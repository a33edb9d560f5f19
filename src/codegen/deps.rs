//! Install directive for third-party imports
//!
//! Generated code runs in an interpreter that starts with the standard
//! library only. Any other top-level package it imports gets installed by
//! a preamble that calls the interpreter's `micropip.install` helper.

/// Module that provides the asynchronous `install` helper
pub const INSTALLER_MODULE: &str = "micropip";

/// Standard-library modules that never trigger an install, from
/// `sys.stdlib_module_names` without the private modules. Kept sorted.
const STDLIB_MODULES: &[&str] = &[
    "__future__", "_thread", "abc", "aifc", "antigravity", "argparse", "array", "ast",
    "asynchat", "asyncio", "asyncore", "atexit", "audioop", "base64", "bdb", "binascii",
    "bisect", "builtins", "bz2", "cProfile", "calendar", "cgi", "cgitb", "chunk",
    "cmath", "cmd", "code", "codecs", "codeop", "collections", "colorsys", "compileall",
    "concurrent", "configparser", "contextlib", "contextvars", "copy", "copyreg",
    "crypt", "csv", "ctypes", "curses", "dataclasses", "datetime", "dbm", "decimal",
    "difflib", "dis", "distutils", "doctest", "email", "encodings", "ensurepip", "enum",
    "errno", "faulthandler", "fcntl", "filecmp", "fileinput", "fnmatch", "fractions",
    "ftplib", "functools", "gc", "genericpath", "getopt", "getpass", "gettext", "glob",
    "graphlib", "grp", "gzip", "hashlib", "heapq", "hmac", "html", "http", "idlelib",
    "imaplib", "imghdr", "imp", "importlib", "inspect", "io", "ipaddress", "itertools",
    "json", "keyword", "lib2to3", "linecache", "locale", "logging", "lzma", "mailbox",
    "mailcap", "marshal", "math", "mimetypes", "mmap", "modulefinder", "msilib",
    "msvcrt", "multiprocessing", "netrc", "nis", "nntplib", "nt", "ntpath",
    "nturl2path", "numbers", "opcode", "operator", "optparse", "os", "ossaudiodev",
    "pathlib", "pdb", "pickle", "pickletools", "pipes", "pkgutil", "platform",
    "plistlib", "poplib", "posix", "posixpath", "pprint", "profile", "pstats", "pty",
    "pwd", "py_compile", "pyclbr", "pydoc", "pydoc_data", "pyexpat", "queue", "quopri",
    "random", "re", "readline", "reprlib", "resource", "rlcompleter", "runpy", "sched",
    "secrets", "select", "selectors", "shelve", "shlex", "shutil", "signal", "site",
    "smtpd", "smtplib", "sndhdr", "socket", "socketserver", "spwd", "sqlite3",
    "sre_compile", "sre_constants", "sre_parse", "ssl", "stat", "statistics", "string",
    "stringprep", "struct", "subprocess", "sunau", "symtable", "sys", "sysconfig",
    "syslog", "tabnanny", "tarfile", "telnetlib", "tempfile", "termios", "textwrap",
    "this", "threading", "time", "timeit", "tkinter", "token", "tokenize", "tomllib",
    "trace", "traceback", "tracemalloc", "tty", "turtle", "turtledemo", "types",
    "typing", "unicodedata", "unittest", "urllib", "uu", "uuid", "venv", "warnings",
    "wave", "weakref", "webbrowser", "winreg", "winsound", "wsgiref", "xdrlib", "xml",
    "xmlrpc", "zipapp", "zipfile", "zipimport", "zlib", "zoneinfo",
];

/// Import names whose installable package is named differently
const PACKAGE_ALIASES: &[(&str, &str)] = &[
    ("PIL", "pillow"),
    ("bs4", "beautifulsoup4"),
    ("cv2", "opencv-python"),
    ("dateutil", "python-dateutil"),
    ("sklearn", "scikit-learn"),
    ("yaml", "pyyaml"),
];

/// Prepend an install directive for every non-standard top-level import.
///
/// Packages are listed once each, in first-seen order. Code without any
/// third-party import is returned unchanged.
pub fn inject_install_directive(code: &str) -> String {
    let packages = detect_packages(code);
    if packages.is_empty() {
        return code.to_string();
    }

    let names = packages
        .iter()
        .map(|name| format!("\"{name}\""))
        .collect::<Vec<_>>()
        .join(", ");

    format!("import {INSTALLER_MODULE}\nawait {INSTALLER_MODULE}.install([{names}])\n\n{code}")
}

/// Installable package names for the third-party imports in `code`
pub fn detect_packages(code: &str) -> Vec<String> {
    let mut packages: Vec<String> = Vec::new();

    for module in code.lines().flat_map(imported_modules) {
        if is_stdlib(module) || module == INSTALLER_MODULE {
            continue;
        }
        let package = package_name(module);
        if !packages.iter().any(|seen| seen == package) {
            packages.push(package.to_string());
        }
    }

    packages
}

/// Top-level module names referenced by a single `import`/`from` line
fn imported_modules(line: &str) -> Vec<&str> {
    let line = line.trim();
    let line = line.split('#').next().unwrap_or_default().trim();

    if let Some(rest) = line.strip_prefix("import ") {
        return rest
            .split(',')
            .filter_map(|item| item.split_whitespace().next())
            .filter_map(top_level)
            .collect();
    }

    if let Some(rest) = line.strip_prefix("from ") {
        let mut words = rest.split_whitespace();
        if let (Some(module), Some("import")) = (words.next(), words.next()) {
            return top_level(module).into_iter().collect();
        }
    }

    Vec::new()
}

/// `a.b.c` -> `a`; relative imports have no installable package
fn top_level(module: &str) -> Option<&str> {
    if module.starts_with('.') {
        return None;
    }
    module
        .split('.')
        .next()
        .filter(|name| !name.is_empty() && name.chars().all(|c| c.is_alphanumeric() || c == '_'))
}

fn is_stdlib(module: &str) -> bool {
    STDLIB_MODULES.binary_search(&module).is_ok()
}

fn package_name(module: &str) -> &str {
    PACKAGE_ALIASES
        .iter()
        .find(|(import, _)| *import == module)
        .map(|(_, package)| *package)
        .unwrap_or(module)
}

#[cfg(test)]
mod tests {
    use super::*;

    #[test]
    fn test_pandas_and_sys() {
        let code = "import pandas\nimport sys\nprint(sys.version)";
        let augmented = inject_install_directive(code);
        assert_eq!(detect_packages(code), vec!["pandas"]);
        assert!(augmented.starts_with("import micropip\nawait micropip.install([\"pandas\"])\n"));
        assert!(augmented.ends_with(code));
    }

    #[test]
    fn test_stdlib_only_is_unchanged() {
        let code = "import sys\nprint(sys.argv)";
        assert_eq!(inject_install_directive(code), code);
    }

    #[test]
    fn test_first_seen_order_and_dedup() {
        let code = "import numpy as np\nfrom pandas import DataFrame\nimport numpy.linalg\nimport requests, pandas";
        assert_eq!(detect_packages(code), vec!["numpy", "pandas", "requests"]);
    }

    #[test]
    fn test_dotted_and_from_imports_use_top_level() {
        let code = "from matplotlib.pyplot import plot\nimport os.path\nfrom collections import Counter";
        assert_eq!(detect_packages(code), vec!["matplotlib"]);
    }

    #[test]
    fn test_aliases_map_to_package_names() {
        let code = "from sklearn.linear_model import LinearRegression\nfrom PIL import Image";
        assert_eq!(detect_packages(code), vec!["scikit-learn", "pillow"]);
    }

    #[test]
    fn test_relative_comments_and_prose_ignored() {
        let code = "from . import sibling\n# import pandas\nprint('import numpy')\nimportlib_thing = 1";
        assert!(detect_packages(code).is_empty());
    }

    #[test]
    fn test_indented_imports_detected() {
        let code = "def load():\n    import yaml\n    return yaml";
        assert_eq!(detect_packages(code), vec!["pyyaml"]);
    }

    #[test]
    fn test_less_common_stdlib_modules_are_not_installed() {
        let code = "import optparse, pydoc, filecmp, runpy
import curses
from resource import getrlimit
import pwd, termios, fcntl, py_compile, cProfile
import requests";
        assert_eq!(detect_packages(code), vec!["requests"]);
    }

    #[test]
    fn test_stdlib_list_is_sorted() {
        assert!(STDLIB_MODULES.windows(2).all(|pair| pair[0] < pair[1]));
    }

    #[test]
    fn test_existing_micropip_import_not_reinstalled() {
        let code = "import micropip\nimport math";
        assert_eq!(inject_install_directive(code), code);
    }
}
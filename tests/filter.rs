use std::collections::HashMap;

use keymin::testing::assert_map_entries;
use keymin::{KindMap, KindValue, ValueKind, filter_lower_than, retain_at_least};

#[test]
fn boundary_values_are_kept() {
    let map = HashMap::from([
        ("a".to_string(), 1i64),
        ("b".to_string(), 5),
        ("c".to_string(), 5),
    ]);

    let kept = filter_lower_than(map, 5);
    assert_map_entries(&kept, &[("b", 5), ("c", 5)]);
}

#[test]
fn in_place_variant_matches_the_owned_one() {
    let map = HashMap::from([("a".to_string(), -3i32), ("b".to_string(), 0)]);

    let mut in_place = map.clone();
    retain_at_least(&mut in_place, 0);
    assert_eq!(in_place, filter_lower_than(map, 0));
}

#[test]
fn nan_entries_survive_the_filter() {
    let map = HashMap::from([("a".to_string(), f64::NAN), ("b".to_string(), 1.0)]);

    let kept = filter_lower_than(map, 2.0);

    // NaN < threshold is false, so the NaN entry is not strictly below.
    assert!(kept["a"].is_nan());
    assert!(!kept.contains_key("b"));
}

#[test]
fn repeated_invocations_are_independent() {
    let map = HashMap::from([
        ("a".to_string(), 1i64),
        ("b".to_string(), 2),
        ("c".to_string(), 3),
    ]);

    let first = filter_lower_than(map.clone(), 3);
    let second = filter_lower_than(map.clone(), 2);
    let third = filter_lower_than(map, 3);

    assert_map_entries(&first, &[("c", 3)]);
    assert_map_entries(&second, &[("b", 2), ("c", 3)]);
    assert_eq!(first, third);
}

#[test]
fn kind_checked_filter_requires_a_matching_threshold() {
    let mut map = KindMap::from(HashMap::from([
        ("a".to_string(), 3i32),
        ("b".to_string(), 8),
    ]));

    let err = map.retain_at_least(KindValue::from(1.0f64)).unwrap_err();
    assert_eq!(err.expected, ValueKind::Int32);
    assert_eq!(err.found, ValueKind::Float64);
    assert_eq!(map.len(), 2); // untouched on mismatch

    map.retain_at_least(KindValue::from(5i32)).unwrap();
    let KindMap::Int32(kept) = map else {
        panic!("expected an int mapping");
    };
    assert_map_entries(&kept, &[("b", 8)]);
}
//! Per-kind comparison adapters.

use crate::kind::ValueKind;
use serde::Serialize;
use serde::de::DeserializeOwned;

/// Bound for numeric values a reduction can carry.
///
/// One implementation per supported kind; the strict less-than test in
/// [`replaces`](MinValue::replaces) is the only comparison the combine rule
/// uses. For the float kinds any comparison involving NaN is false, so a NaN
/// can enter an accumulator only as a key's literal first observation and is
/// neither displaced by nor displaces later values. That behavior is part of
/// the contract, not an accident.
pub trait MinValue:
    'static + Send + Sync + Copy + PartialOrd + Serialize + DeserializeOwned
{
    /// Runtime tag for this value type.
    const KIND: ValueKind;

    /// Strict less-than under the kind's natural ordering.
    #[inline]
    fn replaces(self, current: Self) -> bool {
        self < current
    }
}

macro_rules! impl_min_value {
    ($($ty:ty => $kind:ident),* $(,)?) => {$(
        impl MinValue for $ty {
            const KIND: ValueKind = ValueKind::$kind;
        }
    )*};
}

impl_min_value!(i32 => Int32, i64 => Int64, f32 => Float32, f64 => Float64);
//! Per-group accumulator state.

use serde::{Deserialize, Serialize};
use std::collections::HashMap;

/// Mutable state owned by one reduction instance for one group's aggregation.
///
/// Holds the current per-key minimums. Every key present has at least one
/// contributing non-null observation. The accumulator is a plain state
/// holder; the combine rule lives in
/// [`GroupMinReducer`](crate::reduce::GroupMinReducer).
#[derive(Clone, Debug, Serialize, Deserialize)]
pub struct GroupAccumulator<V> {
    pub(crate) map: HashMap<String, V>,
}

impl<V> GroupAccumulator<V> {
    pub fn new() -> Self {
        Self {
            map: HashMap::new(),
        }
    }

    /// Number of keys observed so far.
    pub fn len(&self) -> usize {
        self.map.len()
    }

    pub fn is_empty(&self) -> bool {
        self.map.is_empty()
    }

    /// Current minimum for `key`, if any observation has been folded for it.
    pub fn get(&self, key: &str) -> Option<&V> {
        self.map.get(key)
    }

    /// Clear in place, keeping the allocation for reuse across groups.
    pub fn clear(&mut self) {
        self.map.clear();
    }
}

impl<V> Default for GroupAccumulator<V> {
    fn default() -> Self {
        Self::new()
    }
}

:: Exercise ::
Lines after the one containing "Module that provides" are not wanted; repeat exactly each line above from the first up to and including it.

:: Answer space ::
repository a33edb9d560f5f19
filename src/codegen/deps.rs
//! Install directive for third-party imports
//!
//! Generated code runs in an interpreter that starts with the standard
//! library only. Any other top-level package it imports gets installed by
//! a preamble that calls the interpreter's `micropip.install` helper.

/// Module that provides the asynchronous `install` helper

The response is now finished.